Il y a eu des passes plutôt offensives, des gestes techniques, même si ça n'a pas été très concluant au niveau des tirs aux buts. On aurait pu avoir un match beaucoup plus fermé avec des passes en retrait. Là, l'Espagne ont continué de jouer leur jeu. 

L'arbitre a pris une décision, sanctionner le moins possible. Je pense que ça a laissé un peu de souffle au jeu. Mais il a eu du bol, ça aurait pu très mal finir et tourner à l'avantage des hollandais. Au final, c'est l'équipe qui a le mieux joué qui soit victorieuse, l'arbitre a eu de la chance.


----------



## Kleinepopo (12 Juillet 2010)

Nan mais rhhoooooo ! C'est parce que c'était un anglais ! Et qu'il a l'habitude de voir pire !!!!! 
(dixit ces chers commentateurs qui essayaient de lui trouver des excuses...:mouais


----------



## tirhum (12 Juillet 2010)

Vous me faites marrer avec l'arbitre... :sleep:
S'il sanctionne normalement, il "tue" la finale dès la 20ième mn et les hollandais jouent à 10, voire à 9...
Ça n'est pas ce que veux la FIFA...


----------



## Romuald (12 Juillet 2010)

tirhum a dit:


> Vous me faites marrer avec l'arbitre... :sleep:
> S'il sanctionne normalement, il "tue" la finale dès la 20ième mn et les hollandais jouent à 10, voire à 9...
> Ça n'est pas ce que veux la FIFA...


Je n'ai pas regardé le match, mais quel que soit le sport et l'enjeu, il y a un règlement fait pour être appliqué. Si la photo postée par JP n'est pas un fake et a été prise pendant la finale, ce mec doit être sorti illico. Ce n'est pas ça qui va me réconcilier avec le foot: si certains  joueurs en sont à se dire 'c'est une finale, je fais ce que je veux parce que l'arbitre ne va pas prendre le risque de tuer le match en me virant'... 

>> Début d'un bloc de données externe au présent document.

//! Login session directory.
//!
//! Lists active logind sessions and describes each one independently: a
//! failed or partial lookup marks that single entry unavailable with its
//! reason, and the rest of the batch is unaffected. Detail fields are all
//! optional; logind omits lines depending on session type and version.

use crate::config::SessionsConfig;
use crate::extract::{labeled_field, leading_tokens, leading_u32};
use crate::invoke::CommandRunner;
use crate::logsink::{LogSink, Severity};
use serde::{Deserialize, Serialize};
use thiserror::Error;

/// Details of one session. Only `session_id` is guaranteed; every labeled
/// field degrades to `None` when logind does not print it.
#[derive(Debug, Clone, Default, PartialEq, Eq, Serialize, Deserialize)]
pub struct SessionRecord {
    pub session_id: String,
    pub since: Option<String>,
    /// PID of the session leader process.
    pub leader: Option<u32>,
    pub seat: Option<String>,
    pub display: Option<String>,
    pub service: Option<String>,
    pub desktop: Option<String>,
    pub state: Option<String>,
    pub idle: Option<String>,
    /// Scope unit name, first token of the Unit line.
    pub unit: Option<String>,
}

/// One directory entry: a described session, or the reason it could not be.
#[derive(Debug, Clone, Serialize, Deserialize)]
#[serde(tag = "status", rename_all = "snake_case")]
pub enum SessionEntry {
    Described(SessionRecord),
    Unavailable { session_id: String, reason: String },
}

impl SessionEntry {
    pub fn session_id(&self) -> &str {
        match self {
            Self::Described(record) => &record.session_id,
            Self::Unavailable { session_id, .. } => session_id,
        }
    }

    pub fn is_available(&self) -> bool {
        matches!(self, Self::Described(_))
    }
}

/// The session listing itself could not be obtained. Distinct from an empty
/// listing, which is a valid state.
#[derive(Debug, Error)]
#[error("session listing unavailable: {reason}")]
pub struct DirectoryUnavailable {
    pub reason: String,
}

/// Builds the session directory through `loginctl`.
pub struct SessionDirectory<'a> {
    runner: &'a dyn CommandRunner,
    log: &'a dyn LogSink,
    config: &'a SessionsConfig,
}

impl<'a> SessionDirectory<'a> {
    pub fn new(
        runner: &'a dyn CommandRunner,
        log: &'a dyn LogSink,
        config: &'a SessionsConfig,
    ) -> Self {
        Self {
            runner,
            log,
            config,
        }
    }

    /// Active session IDs, one per listing line.
    pub fn list_session_ids(&self) -> Result<Vec<String>, DirectoryUnavailable> {
        let run = self.runner.run(
            &self.config.loginctl_program,
            &["list-sessions", "--no-legend"],
            self.config.timeout(),
        );
        match run {
            Ok(result) if result.exit_code == 0 => {
                let ids: Vec<String> = leading_tokens(&result.stdout)
                    .into_iter()
                    .map(str::to_string)
                    .collect();
                self.log
                    .log(Severity::Debug, &format!("{} active sessions", ids.len()));
                Ok(ids)
            }
            Ok(result) => Err(DirectoryUnavailable {
                reason: format!("exit {}: {}", result.exit_code, result.stderr.trim()),
            }),
            Err(err) => Err(DirectoryUnavailable {
                reason: err.to_string(),
            }),
        }
    }

    /// Describe one session. Failures degrade to an `Unavailable` entry.
    pub fn describe(&self, session_id: &str) -> SessionEntry {
        let run = self.runner.run(
            &self.config.loginctl_program,
            &["session-status", session_id, "-o", "short"],
            self.config.timeout(),
        );
        match run {
            Ok(result) if result.exit_code == 0 => {
                self.log
                    .log(Severity::Trace, &format!("session {} described", session_id));
                SessionEntry::Described(parse_session_status(session_id, &result.stdout))
            }
            Ok(result) => {
                let reason = format!("exit {}: {}", result.exit_code, result.stderr.trim());
                self.log.log(
                    Severity::Warning,
                    &format!("session {} lookup failed: {}", session_id, reason),
                );
                SessionEntry::Unavailable {
                    session_id: session_id.to_string(),
                    reason,
                }
            }
            Err(err) => {
                let reason = err.to_string();
                self.log.log(
                    Severity::Warning,
                    &format!("session {} lookup failed: {}", session_id, reason),
                );
                SessionEntry::Unavailable {
                    session_id: session_id.to_string(),
                    reason,
                }
            }
        }
    }

    /// Full directory: every listed ID described independently, in listing
    /// order. One bad record never poisons the batch.
    pub fn build(&self) -> Result<Vec<SessionEntry>, DirectoryUnavailable> {
        let ids = self.list_session_ids()?;
        Ok(ids.iter().map(|id| self.describe(id)).collect())
    }
}

/// Parse `session-status -o short` output into a record. Missing labels
/// stay `None`.
pub fn parse_session_status(session_id: &str, output: &str) -> SessionRecord {
    SessionRecord {
        session_id: session_id.to_string(),
        since: labeled_field(output, "Since").map(str::to_string),
        leader: labeled_field(output, "Leader").and_then(leading_u32),
        seat: labeled_field(output, "Seat").map(str::to_string),
        display: labeled_field(output, "Display").map(str::to_string),
        service: labeled_field(output, "Service").map(str::to_string),
        desktop: labeled_field(output, "Desktop").map(str::to_string),
        state: labeled_field(output, "State").map(str::to_string),
        idle: labeled_field(output, "Idle").map(str::to_string),
        unit: labeled_field(output, "Unit")
            .and_then(|v| v.split_whitespace().next())
            .map(str::to_string),
    }
}
//! The declarative mnemonic → opcode table. Grounded directly in the
//! upstream assembler's `instruction_matrix`: each mnemonic owns an ordered
//! list of variants, and a variant is matched by arity then by operand kind,
//! first match wins.

use picovm::Opcode;

use crate::token::Mnemonic;

/// The class of token a matrix slot accepts. Several token shapes carry the
/// same information to the encoder (an immediate or a label both resolve to
/// a two-byte value) and are folded into one class here.
#[derive(Clone, Copy, Eq, PartialEq, Debug)]
pub enum OperandClass {
    Register,
    /// `IMMVAL` or `LBLVAL`.
    ValueOrLabel,
    /// `DEREFVAL` or `LBLDEREF`.
    DerefOrLabelDeref,
}

pub struct Variant {
    pub opcode: Opcode,
    pub operands: &'static [OperandClass],
}

pub struct Row {
    pub mnemonic: Mnemonic,
    pub variants: &'static [Variant],
}

macro_rules! variant {
    ($op:expr) => {
        Variant {
            opcode: $op,
            operands: &[],
        }
    };
    ($op:expr, $($class:expr),+) => {
        Variant {
            opcode: $op,
            operands: &[$($class),+],
        }
    };
}

use OperandClass::{DerefOrLabelDeref as Deref, Register as Reg, ValueOrLabel as Val};

static NOP_VARIANTS: &[Variant] = &[variant!(Opcode::Nop)];
static RET_VARIANTS: &[Variant] = &[variant!(Opcode::Ret)];
static RTI_VARIANTS: &[Variant] = &[variant!(Opcode::Rti)];
static ENINT_VARIANTS: &[Variant] = &[variant!(Opcode::Enint)];
static DISINT_VARIANTS: &[Variant] = &[variant!(Opcode::Disint)];
static HALT_VARIANTS: &[Variant] = &[variant!(Opcode::Halt)];

static SETHEAD_VARIANTS: &[Variant] = &[variant!(Opcode::Sethead, Val)];
static SETBASE_VARIANTS: &[Variant] = &[variant!(Opcode::Setbase, Val)];
static CALL_VARIANTS: &[Variant] = &[variant!(Opcode::Call, Val)];

static LOAD_VARIANTS: &[Variant] = &[
    variant!(Opcode::LoadRegReg, Reg, Reg),
    variant!(Opcode::LoadRegImm, Reg, Val),
    variant!(Opcode::LoadRegDeref, Reg, Deref),
];

static STOR_VARIANTS: &[Variant] = &[
    variant!(Opcode::StorPtrderefImm, Deref, Val),
    variant!(Opcode::StorPtrderefReg, Deref, Reg),
];

static ADD_VARIANTS: &[Variant] = &[
    variant!(Opcode::AddRegReg, Reg, Reg),
    variant!(Opcode::AddRegImm, Reg, Val),
];
static SUB_VARIANTS: &[Variant] = &[
    variant!(Opcode::SubRegReg, Reg, Reg),
    variant!(Opcode::SubRegImm, Reg, Val),
];
static MUL_VARIANTS: &[Variant] = &[
    variant!(Opcode::MulRegReg, Reg, Reg),
    variant!(Opcode::MulRegImm, Reg, Val),
];
static DIV_VARIANTS: &[Variant] = &[
    variant!(Opcode::DivRegReg, Reg, Reg),
    variant!(Opcode::DivRegImm, Reg, Val),
];
static TEST_VARIANTS: &[Variant] = &[
    variant!(Opcode::TestRegReg, Reg, Reg),
    variant!(Opcode::TestRegImm, Reg, Val),
];

static JUMP_VARIANTS: &[Variant] = &[variant!(Opcode::Branch, Val)];
static BEQL_VARIANTS: &[Variant] = &[variant!(Opcode::BranchEqual, Val)];
static BNEQ_VARIANTS: &[Variant] = &[variant!(Opcode::BranchNotEqual, Val)];
static BLES_VARIANTS: &[Variant] = &[variant!(Opcode::BranchLessThan, Val)];
static BGRT_VARIANTS: &[Variant] = &[variant!(Opcode::BranchGreaterThan, Val)];
static BLTE_VARIANTS: &[Variant] = &[variant!(Opcode::BranchLessThanEqual, Val)];
static BGTE_VARIANTS: &[Variant] = &[variant!(Opcode::BranchGreaterThanEqual, Val)];

static WRITE_VARIANTS: &[Variant] = &[
    variant!(Opcode::WriteoutImmImm, Val, Deref),
    variant!(Opcode::WriteoutRegImm, Reg, Deref),
    variant!(Opcode::WriteoutImmReg, Val, Reg),
    variant!(Opcode::WriteoutRegReg, Reg, Reg),
];
static READ_VARIANTS: &[Variant] = &[
    variant!(Opcode::ReadinImmImm, Val, Deref),
    variant!(Opcode::ReadinRegImm, Reg, Deref),
    variant!(Opcode::ReadinImmReg, Val, Reg),
    variant!(Opcode::ReadinRegReg, Reg, Reg),
];

/// `push`/`pop` have no matrix row; their opcodes exist in the catalogue but
/// are unreachable through mnemonic syntax, matching the upstream assembler
/// exactly. `swap`/`calldyn`/`not`/`or`/`and`/`xor` aren't even tokenized as
/// mnemonics (see `Mnemonic`) and so never reach this function at all.
pub fn lookup(mnemonic: Mnemonic) -> Option<&'static [Variant]> {
    Some(match mnemonic {
        Mnemonic::NOP => NOP_VARIANTS,
        Mnemonic::RET => RET_VARIANTS,
        Mnemonic::RTI => RTI_VARIANTS,
        Mnemonic::ENINT => ENINT_VARIANTS,
        Mnemonic::DISINT => DISINT_VARIANTS,
        Mnemonic::HALT => HALT_VARIANTS,
        Mnemonic::SETHEAD => SETHEAD_VARIANTS,
        Mnemonic::SETBASE => SETBASE_VARIANTS,
        Mnemonic::CALL => CALL_VARIANTS,
        Mnemonic::LOAD => LOAD_VARIANTS,
        Mnemonic::STOR => STOR_VARIANTS,
        Mnemonic::ADD => ADD_VARIANTS,
        Mnemonic::SUB => SUB_VARIANTS,
        Mnemonic::MUL => MUL_VARIANTS,
        Mnemonic::DIV => DIV_VARIANTS,
        Mnemonic::TEST => TEST_VARIANTS,
        Mnemonic::JUMP => JUMP_VARIANTS,
        Mnemonic::BEQL => BEQL_VARIANTS,
        Mnemonic::BNEQ => BNEQ_VARIANTS,
        Mnemonic::BLES => BLES_VARIANTS,
        Mnemonic::BGRT => BGRT_VARIANTS,
        Mnemonic::BLTE => BLTE_VARIANTS,
        Mnemonic::BGTE => BGTE_VARIANTS,
        Mnemonic::WRITE => WRITE_VARIANTS,
        Mnemonic::READ => READ_VARIANTS,
        Mnemonic::PUSH | Mnemonic::POP => return None,
    })
}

Tuer le match ? pas sur. Avec un premier exclu les orange se seraient calmés, et quitte à mal arbitrer, une petite exclusion plus ou moins injuste d'un espagnol un peu plus tard - puisqu'à la lecture de ce fil j'ai cru comprendre qu'on en n'était pas à ça près - tout le monde se retrouve à 10, la Roja à la niaque parce qu'elle se sent flouée, et les buts pleuvent.


----------



## Froooom (12 Juillet 2010)

La photo n'est pas un fake ! Et encore il n'y a pas le tacle de Van Bommel ni sont attitude révoltante ! C'est honteux de voir un joueur comme lui jouer une finale de coupe du monde (de bout en bout !!). 
Autant j'adore l'engagement de certains joueur "latin"; c'est à dire s'arracher pour essayer de tacler jusqu'au bout. Un peu comme Puyol même si c'était limite, mais autant toute cette mauvaise fois et cette violence ... 
Je n'avais pas de favoris au début du match mais aprés quelques minutes je ne voulais surtout pas que les Pays-Bas gagnent !


----------



## macinside (12 Juillet 2010)

e





jpmiss a dit:


> Nan mais on crois réver! Les bataves n'ont fait que de l'anti-jeu et des fautes qui auraient du les laisser à 9 au bout de 20'. A part 2 actions en contre ils ont été incapable de jouer au foot pendant 120 min.
> Par contre en karaté ils sont pas mauvais.



C'est le Cantona Style 

[YOUTUBE]u-WmfTIRUWY[/YOUTUBE]

---------- Nouveau message ajouté à 09h48 ---------- Le message précédent a été envoyé à 09h45 ----------




tirhum a dit:


> Vous me faites marrer avec l'arbitre... :sleep:
> S'il sanctionne normalement, il "tue" la finale dès la 20ième mn et les hollandais jouent à 10, voire à 9...
> Ça n'est pas ce que veux la FIFA...



Analyse perspicace, plus la match dure (prolongation, tir au but) plus ça rapporte pour la Fifa et ses partenaires :rateau:


----------



## jpmiss (12 Juillet 2010)

macinside a dit:


> e
> 
> C'est le Cantona Style


Rien à voir! 
OH AH! CANTONA!


----------



## Moonwalker (12 Juillet 2010)

tirhum a dit:


> Vous me faites marrer avec l'arbitre... :sleep:
> S'il sanctionne normalement, il "tue" la finale dès la 20ième mn et les hollandais jouent à 10, voire à 9...
> Ça n'est pas ce que veux la FIFA...





Romuald a dit:


> Je n'ai pas regardé le match, mais quel que soit le sport et l'enjeu, il y a un règlement fait pour être appliqué. Si la photo postée par JP n'est pas un fake et a été prise pendant la finale, ce mec doit être sorti illico. Ce n'est pas ça qui va me réconcilier avec le foot: si certains  joueurs en sont à se dire 'c'est une finale, je fais ce que je veux parce que l'arbitre ne va pas prendre le risque de tuer le match en me virant'...
> 
> Tuer le match ? pas sur. Avec un premier exclu les orange se seraient calmés, et quitte à mal arbitrer, une petite exclusion plus ou moins injuste d'un espagnol un peu plus tard - puisqu'à la lecture de ce fil j'ai cru comprendre qu'on en n'était pas à ça près - tout le monde se retrouve à 10, la Roja à la niaque parce qu'elle se sent flouée, et les buts pleuvent.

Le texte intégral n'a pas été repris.